Ah Nick Cave...Bien longtemps qu’il a surélevé le ciel de mes attentes. J’ai parfois eu tendance à le diviniser un poil, mais très peu ont eu ce privilège (Neil Young, Jason Molina, Tom Waits, et un joker).
Alors voilà, je parle avec GDO et il me dit qu’il y a chronique à faire. Mais je me méfie car j’ai peur de tomber dans un nuage de superlatifs. Enfin bon après tout, j’ai tendance à privilégier la découverte dans mes choix, alors ça fait plaisir cette fois d’avancer en terrain connu...quoi que là !
Nick Cave fait partie de ces gens dont la musique est une expérience, qui parle avant tout...de musique. Bizarre à dire mais je pense ça au même titre que les films de Wim Wenders parlent souvent principalement de cinéma. Cave est un type qui soigne avant tout l’expression artistique, le style, la forme, esthète et poète, et ça lui réussit !
Chaque album développe un aspect. Et Push the sky away ? Ah oui, je ne vais pas dériver en bio. Donc Cave (oui j’y viens), est un type esthétique, et jusqu’à il y a peu il avait atteint un équilibre dans sa trinité Nick Cave & The Bad Seeds/Grinderman/Nick Cave & Warren Ellis, séparant alors ce qui fût uni (à l’époque de Murder Ballads par ex). Ainsi il pouvait répondre à ses besoins en les poussant au paroxysme, Grinderman/violence par ex, car Cave est un homme de l’excès. Fin de la parenthèse théologique.

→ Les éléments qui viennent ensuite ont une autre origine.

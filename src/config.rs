use clap::Parser;
use reqwest::Url;
use std::time::Duration;
use thiserror::Error;

// CLI argument structure
#[derive(Parser, Debug, Clone)]
#[command(name = "currency-gateway")]
#[command(about = "Caching proxy for a currency exchange rate API")]
pub struct Args {
    // Port to run the server on
    #[arg(short, long, env = "PORT", default_value_t = 8080)]
    pub port: u16,

    // Currency API endpoint
    #[arg(
        short,
        long,
        env = "CURRENCY_API_URL",
        default_value = "https://api.apilayer.com/currency_data/live"
    )]
    pub upstream_url: String,

    // Sent upstream in the `apikey` header
    #[arg(short, long, env = "CURRENCY_API_KEY", hide_env_values = true)]
    pub api_key: String,

    // Upstream request timeout in seconds
    #[arg(long, env = "CURRENCY_API_TIMEOUT", default_value_t = 10)]
    pub upstream_timeout: u64,

    // How often expired cache entries are dropped, in seconds
    #[arg(long, env = "CACHE_SWEEP_INTERVAL", default_value_t = 300)]
    pub sweep_interval: u64,
}

#[derive(Debug, Error, PartialEq, Eq)]
pub enum ConfigError {
    #[error("API key must not be empty")]
    EmptyApiKey,

    #[error("invalid upstream URL {url:?}: {reason}")]
    InvalidUpstreamUrl { url: String, reason: String },

    #[error("{name} must be greater than zero")]
    ZeroDuration { name: &'static str },
}

// Settings read once at startup, never changed afterwards
#[derive(Debug, Clone)]
pub struct Config {
    pub port: u16,
    pub upstream_url: String,
    pub api_key: String,
    pub upstream_timeout: Duration,
    pub sweep_interval: Duration,
}

impl TryFrom<Args> for Config {
    type Error = ConfigError;

    fn try_from(args: Args) -> Result<Self, Self::Error> {
        let api_key = args.api_key.trim().to_string();
        if api_key.is_empty() {
            return Err(ConfigError::EmptyApiKey);
        }

        let url = Url::parse(&args.upstream_url).map_err(|e| ConfigError::InvalidUpstreamUrl {
            url: args.upstream_url.clone(),
            reason: e.to_string(),
        })?;
        if !matches!(url.scheme(), "http" | "https") {
            return Err(ConfigError::InvalidUpstreamUrl {
                url: args.upstream_url,
                reason: format!("unsupported scheme {}", url.scheme()),
            });
        }

        if args.upstream_timeout == 0 {
            return Err(ConfigError::ZeroDuration { name: "upstream timeout" });
        }
        if args.sweep_interval == 0 {
            return Err(ConfigError::ZeroDuration { name: "sweep interval" });
        }

        Ok(Self {
            port: args.port,
            upstream_url: args.upstream_url,
            api_key,
            upstream_timeout: Duration::from_secs(args.upstream_timeout),
            sweep_interval: Duration::from_secs(args.sweep_interval),
        })
    }
}

impl Config {
    pub fn http_client(&self) -> reqwest::Result<reqwest::Client> {
        reqwest::Client::builder()
            .timeout(self.upstream_timeout)
            .build()
    }
}
use observable_json::{find, Host};
use serde_json::json;

#[test]
fn host_fields_forward_both_ways() {
    let host = Host::new(json!({"a": 1, "msg": "hi"}));

    // Write through the host, observe on the data document.
    assert!(host.set("a", json!(5)));
    assert_eq!(find(host.data(), "/a").unwrap().view(), json!(5));

    // Write on the data document, observe through the host.
    let root = host.data().as_object().unwrap();
    assert!(root.set("msg", json!("bye")));
    assert_eq!(host.get("msg").unwrap().view(), json!("bye"));
}

#[test]
fn host_field_and_data_entry_share_one_cell() {
    let host = Host::new(json!({"b": {"c": 2}}));

    let through_host = host.get("b").unwrap();
    let through_data = find(host.data(), "/b").unwrap();
    assert!(through_host.same(&through_data));
}

#[test]
fn projection_is_a_construction_snapshot() {
    let host = Host::new(json!({"a": 1}));
    assert_eq!(host.fields(), ["a".to_string()]);
    assert!(host.is_projected("a"));

    // Nothing outside the snapshot is mirrored.
    assert!(!host.is_projected("b"));
    assert!(host.get("b").is_none());
    assert!(!host.set("b", json!(2)));
    assert_eq!(host.view(), json!({"a": 1}));
}

#[test]
fn host_setter_inherits_identity_guard() {
    let host = Host::new(json!({"a": 1, "b": {"c": 2}}));

    assert!(!host.set("a", json!(1)));
    assert_eq!(host.get("a").unwrap().view(), json!(1));

    let b = host.get("b").unwrap();
    assert!(!host.set("b", b.clone()));
    assert!(host.get("b").unwrap().same(&b));
}

#[test]
fn object_assigned_through_host_becomes_reactive() {
    let host = Host::new(json!({"a": 1}));

    assert!(host.set("a", json!({"z": 1})));
    let a = host.get("a").unwrap();
    assert!(a.as_object().unwrap().set("z", json!(9)));
    assert_eq!(host.view(), json!({"a": {"z": 9}}));
}

#[test]
fn empty_and_non_object_data_degrade_quietly() {
    let empty = Host::new(json!({}));
    assert!(empty.fields().is_empty());
    assert_eq!(empty.view(), json!({}));

    let scalar = Host::new(json!(7));
    assert!(scalar.fields().is_empty());
    assert!(scalar.get("anything").is_none());
    assert!(!scalar.set("anything", json!(1)));
    assert_eq!(scalar.view(), json!(7));

    // Arrays project no fields either; the document itself still converts.
    let array = Host::new(json!([1, 2]));
    assert!(array.fields().is_empty());
    assert_eq!(array.view(), json!([1, 2]));
}

#[test]
fn from_json_parses_and_projects() {
    let host = Host::from_json(r#"{"a": 1, "b": {"c": 2}}"#).unwrap();
    assert_eq!(host.fields(), ["a".to_string(), "b".to_string()]);
    assert!(host.set("a", json!(2)));
    assert_eq!(host.view(), json!({"a": 2, "b": {"c": 2}}));
}

#[test]
fn from_json_rejects_invalid_documents() {
    let err = Host::from_json("{not json").unwrap_err();
    assert!(err.to_string().starts_with("invalid data document:"));
}

#[test]
fn field_order_follows_the_document() {
    let host = Host::new(json!({"z": 1, "a": 2, "m": 3}));
    assert_eq!(
        host.fields(),
        ["z".to_string(), "a".to_string(), "m".to_string()]
    );
}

On le retrouve aujourd’hui très apaisé, après comme avant sa période de dissociation (Boatman’s call), peut être aussi vidé de sa colère. On le reconnaît, mais l’esthétique de ce nouvel album est différente, marquée par les b.o et émancipée d’explosions et de ses accès de furie. Si l’expérience Grinderman l’a permis d’évacuer, c’est sûrement aussi le départ du non remplacé (et irremplaçable) Mick Harvey, qui a laissé un vide...ou plutôt un silence nouveau que Nick Cave a choisi de remplacer par : ben par rien !
Push The Sky Away porte bien son nom, vaporeux, aéré, suspendu (bon c’est pas du lo-fi quand même !), en un mot : religieux. Tel qu’il sait l’être, avec ce côté mystique de révérend sorti d’un vieux western. Et ce n’est pas son ton de prédicateur sur "Water’s Edge" qui va contredire l’impression, avec cet aspect proche de la répétition liturgique, la même qui m’avait obsédé avec "The Mercy Seat", son hymne ultime. Religieux aussi à l’instar d’un de ses mentors : Leonard Cohen. Après tout "We no who u r" rappelle certains thèmes de Cohen, surtout dans le son et la légèreté voire la pureté du toucher. Une délicatesse et une contemplation qu’on retrouverait aussi dans Tindersticks, sûrement parce que comme eux, Nick Cave est un type classieux. "Wide lovely eyes" a ce côté inquiétant au début soudain transformé en merveille par un chœur en murmure. Envoûtant ! "We real cool" porte bien son nom, la mélodie belle et aussi apaisée transporte, et toujours ces arrangements étranges qui sonnent comme les pas d’un errant tandis que les violons viennent en vagues salvatrices. Mélodiquement apaisé oui, car c’est beau sans la gravité qui habitait le non moins magnifique "No more shall we part".
Je ne voulais pas décrire tous les morceaux, mais je me fais plaisir à écrire, autant que j’ai de plaisir à écouter notamment ce "finishing Jubilee street" à la légère batterie très présente, petites cordes, et chœur de voix pures (mômes ? l’innocence ???) à rappeler Sufjan Stevens version light.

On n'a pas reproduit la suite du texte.